*** EXCERPTED RECORDS
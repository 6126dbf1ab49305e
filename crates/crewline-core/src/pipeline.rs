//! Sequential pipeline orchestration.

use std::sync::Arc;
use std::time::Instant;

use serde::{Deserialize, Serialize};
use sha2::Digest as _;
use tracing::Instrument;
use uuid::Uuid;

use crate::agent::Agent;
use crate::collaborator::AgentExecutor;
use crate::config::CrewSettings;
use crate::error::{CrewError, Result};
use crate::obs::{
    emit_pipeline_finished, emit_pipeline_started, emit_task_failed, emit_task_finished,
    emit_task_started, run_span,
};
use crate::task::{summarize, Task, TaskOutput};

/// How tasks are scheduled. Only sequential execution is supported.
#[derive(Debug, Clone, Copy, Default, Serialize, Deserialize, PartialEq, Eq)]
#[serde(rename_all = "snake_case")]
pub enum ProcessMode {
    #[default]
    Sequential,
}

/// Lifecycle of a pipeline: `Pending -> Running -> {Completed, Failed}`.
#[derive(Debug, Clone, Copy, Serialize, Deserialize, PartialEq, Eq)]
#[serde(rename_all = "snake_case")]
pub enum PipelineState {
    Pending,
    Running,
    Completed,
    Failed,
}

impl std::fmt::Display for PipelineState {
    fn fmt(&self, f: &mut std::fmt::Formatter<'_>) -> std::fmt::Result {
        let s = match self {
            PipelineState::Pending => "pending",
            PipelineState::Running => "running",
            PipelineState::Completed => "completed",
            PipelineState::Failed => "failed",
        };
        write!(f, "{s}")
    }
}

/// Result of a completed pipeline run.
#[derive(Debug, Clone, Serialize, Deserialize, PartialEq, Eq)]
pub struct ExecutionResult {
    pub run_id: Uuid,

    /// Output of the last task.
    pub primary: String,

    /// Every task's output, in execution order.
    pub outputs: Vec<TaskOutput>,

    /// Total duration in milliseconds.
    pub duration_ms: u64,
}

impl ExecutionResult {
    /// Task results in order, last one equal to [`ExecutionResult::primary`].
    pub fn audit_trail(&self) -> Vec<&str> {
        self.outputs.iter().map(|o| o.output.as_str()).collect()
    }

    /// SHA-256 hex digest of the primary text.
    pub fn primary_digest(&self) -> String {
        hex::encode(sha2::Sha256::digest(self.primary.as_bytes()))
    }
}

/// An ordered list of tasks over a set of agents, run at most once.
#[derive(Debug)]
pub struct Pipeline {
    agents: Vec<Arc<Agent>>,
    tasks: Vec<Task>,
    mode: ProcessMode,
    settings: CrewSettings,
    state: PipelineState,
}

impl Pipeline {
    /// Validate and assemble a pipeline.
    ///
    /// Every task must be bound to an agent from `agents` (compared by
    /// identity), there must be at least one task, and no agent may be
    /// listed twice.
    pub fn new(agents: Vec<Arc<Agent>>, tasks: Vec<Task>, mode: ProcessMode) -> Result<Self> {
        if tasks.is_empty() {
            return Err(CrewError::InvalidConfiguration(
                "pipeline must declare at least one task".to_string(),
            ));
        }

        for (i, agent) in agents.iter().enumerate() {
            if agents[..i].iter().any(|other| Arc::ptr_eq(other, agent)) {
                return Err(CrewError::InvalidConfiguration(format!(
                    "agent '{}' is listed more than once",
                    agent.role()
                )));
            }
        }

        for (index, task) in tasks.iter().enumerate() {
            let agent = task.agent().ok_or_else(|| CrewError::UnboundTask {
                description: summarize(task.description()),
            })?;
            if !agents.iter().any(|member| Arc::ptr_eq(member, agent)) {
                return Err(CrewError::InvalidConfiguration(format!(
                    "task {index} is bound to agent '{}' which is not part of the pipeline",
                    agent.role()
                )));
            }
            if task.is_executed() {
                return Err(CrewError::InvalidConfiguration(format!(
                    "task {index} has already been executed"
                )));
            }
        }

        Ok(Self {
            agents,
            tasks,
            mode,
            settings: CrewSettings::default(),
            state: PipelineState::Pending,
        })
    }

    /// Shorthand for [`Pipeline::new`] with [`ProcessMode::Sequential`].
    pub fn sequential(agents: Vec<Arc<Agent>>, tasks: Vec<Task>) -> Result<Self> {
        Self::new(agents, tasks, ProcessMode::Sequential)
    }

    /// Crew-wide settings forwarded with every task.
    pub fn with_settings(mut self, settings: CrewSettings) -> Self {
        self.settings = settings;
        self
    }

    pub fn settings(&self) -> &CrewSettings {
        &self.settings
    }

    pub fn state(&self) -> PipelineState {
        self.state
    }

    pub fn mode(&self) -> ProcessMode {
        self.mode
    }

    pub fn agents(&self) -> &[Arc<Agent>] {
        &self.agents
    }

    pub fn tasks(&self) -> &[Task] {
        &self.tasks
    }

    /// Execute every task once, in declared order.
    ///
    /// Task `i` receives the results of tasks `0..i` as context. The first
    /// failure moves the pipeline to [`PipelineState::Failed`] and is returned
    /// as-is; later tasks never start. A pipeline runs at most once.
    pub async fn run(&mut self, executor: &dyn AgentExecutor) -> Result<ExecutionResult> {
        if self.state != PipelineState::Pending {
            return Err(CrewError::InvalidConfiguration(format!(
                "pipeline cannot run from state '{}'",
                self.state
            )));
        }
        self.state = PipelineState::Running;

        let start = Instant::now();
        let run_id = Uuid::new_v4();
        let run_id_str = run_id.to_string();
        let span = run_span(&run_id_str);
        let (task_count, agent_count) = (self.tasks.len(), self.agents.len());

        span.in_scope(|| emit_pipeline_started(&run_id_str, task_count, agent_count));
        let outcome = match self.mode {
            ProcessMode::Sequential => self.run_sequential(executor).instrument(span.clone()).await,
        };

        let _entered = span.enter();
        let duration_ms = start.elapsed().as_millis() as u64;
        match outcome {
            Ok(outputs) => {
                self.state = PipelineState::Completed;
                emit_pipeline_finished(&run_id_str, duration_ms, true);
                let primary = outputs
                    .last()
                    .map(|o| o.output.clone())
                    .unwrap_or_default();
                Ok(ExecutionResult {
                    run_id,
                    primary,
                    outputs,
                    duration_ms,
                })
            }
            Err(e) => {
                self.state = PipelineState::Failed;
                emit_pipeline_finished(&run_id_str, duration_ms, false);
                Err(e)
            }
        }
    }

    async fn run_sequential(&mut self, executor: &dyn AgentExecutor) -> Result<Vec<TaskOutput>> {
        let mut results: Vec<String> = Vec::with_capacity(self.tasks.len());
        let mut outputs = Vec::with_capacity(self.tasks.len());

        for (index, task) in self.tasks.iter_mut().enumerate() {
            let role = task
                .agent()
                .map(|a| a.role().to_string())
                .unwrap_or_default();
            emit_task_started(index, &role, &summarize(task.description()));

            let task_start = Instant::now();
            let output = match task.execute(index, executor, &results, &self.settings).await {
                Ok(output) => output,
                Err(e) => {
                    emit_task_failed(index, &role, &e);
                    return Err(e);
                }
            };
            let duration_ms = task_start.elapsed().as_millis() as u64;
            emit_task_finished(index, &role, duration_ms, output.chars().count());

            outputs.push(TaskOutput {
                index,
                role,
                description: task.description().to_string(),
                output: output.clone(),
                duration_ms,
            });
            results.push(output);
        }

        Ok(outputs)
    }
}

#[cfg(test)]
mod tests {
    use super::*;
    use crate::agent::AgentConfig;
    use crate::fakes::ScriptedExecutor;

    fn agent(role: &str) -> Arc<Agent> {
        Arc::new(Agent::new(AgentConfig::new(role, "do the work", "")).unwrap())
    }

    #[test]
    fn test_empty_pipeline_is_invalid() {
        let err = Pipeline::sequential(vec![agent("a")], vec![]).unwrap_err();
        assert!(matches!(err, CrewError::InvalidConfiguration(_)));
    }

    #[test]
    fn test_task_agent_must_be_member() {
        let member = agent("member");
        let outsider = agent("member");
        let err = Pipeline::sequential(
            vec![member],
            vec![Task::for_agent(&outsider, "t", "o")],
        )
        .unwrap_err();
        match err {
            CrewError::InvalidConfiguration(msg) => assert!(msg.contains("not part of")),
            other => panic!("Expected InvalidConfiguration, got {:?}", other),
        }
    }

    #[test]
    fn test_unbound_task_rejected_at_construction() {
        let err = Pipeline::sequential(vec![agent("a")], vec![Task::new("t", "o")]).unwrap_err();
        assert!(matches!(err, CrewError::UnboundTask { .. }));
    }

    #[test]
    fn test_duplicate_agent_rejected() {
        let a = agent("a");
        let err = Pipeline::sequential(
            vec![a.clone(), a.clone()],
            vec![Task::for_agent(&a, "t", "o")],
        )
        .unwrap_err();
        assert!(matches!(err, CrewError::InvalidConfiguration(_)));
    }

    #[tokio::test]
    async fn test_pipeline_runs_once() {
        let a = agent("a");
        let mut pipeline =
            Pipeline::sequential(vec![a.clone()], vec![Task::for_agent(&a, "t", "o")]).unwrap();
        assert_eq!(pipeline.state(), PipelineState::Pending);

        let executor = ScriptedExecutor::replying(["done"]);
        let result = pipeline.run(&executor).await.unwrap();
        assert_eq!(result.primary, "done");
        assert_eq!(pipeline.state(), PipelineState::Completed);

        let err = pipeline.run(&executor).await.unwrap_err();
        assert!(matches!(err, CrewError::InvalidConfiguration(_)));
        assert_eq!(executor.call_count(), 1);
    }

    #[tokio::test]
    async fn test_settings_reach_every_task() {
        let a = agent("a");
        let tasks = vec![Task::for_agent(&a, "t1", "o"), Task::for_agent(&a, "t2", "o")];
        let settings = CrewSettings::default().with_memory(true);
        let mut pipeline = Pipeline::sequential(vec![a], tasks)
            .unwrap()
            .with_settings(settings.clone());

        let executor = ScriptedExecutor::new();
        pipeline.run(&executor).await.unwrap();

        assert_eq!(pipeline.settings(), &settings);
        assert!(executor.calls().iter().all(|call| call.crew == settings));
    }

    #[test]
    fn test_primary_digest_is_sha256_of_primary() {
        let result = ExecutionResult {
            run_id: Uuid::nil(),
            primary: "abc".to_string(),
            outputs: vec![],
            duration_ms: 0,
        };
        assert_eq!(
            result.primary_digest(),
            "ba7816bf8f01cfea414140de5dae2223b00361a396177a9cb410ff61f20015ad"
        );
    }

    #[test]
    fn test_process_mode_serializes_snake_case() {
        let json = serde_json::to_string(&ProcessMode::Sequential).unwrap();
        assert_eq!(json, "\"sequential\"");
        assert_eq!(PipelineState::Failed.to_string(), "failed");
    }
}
******
▸ **THE PROBLEM**
Look through the entries and return each line that has the word "AgentConfig" in it.

▸ **EXERCISE RESPONSE**
    use crate::agent::AgentConfig;
        Arc::new(Agent::new(AgentConfig::new(role, "do the work", "")).unwrap())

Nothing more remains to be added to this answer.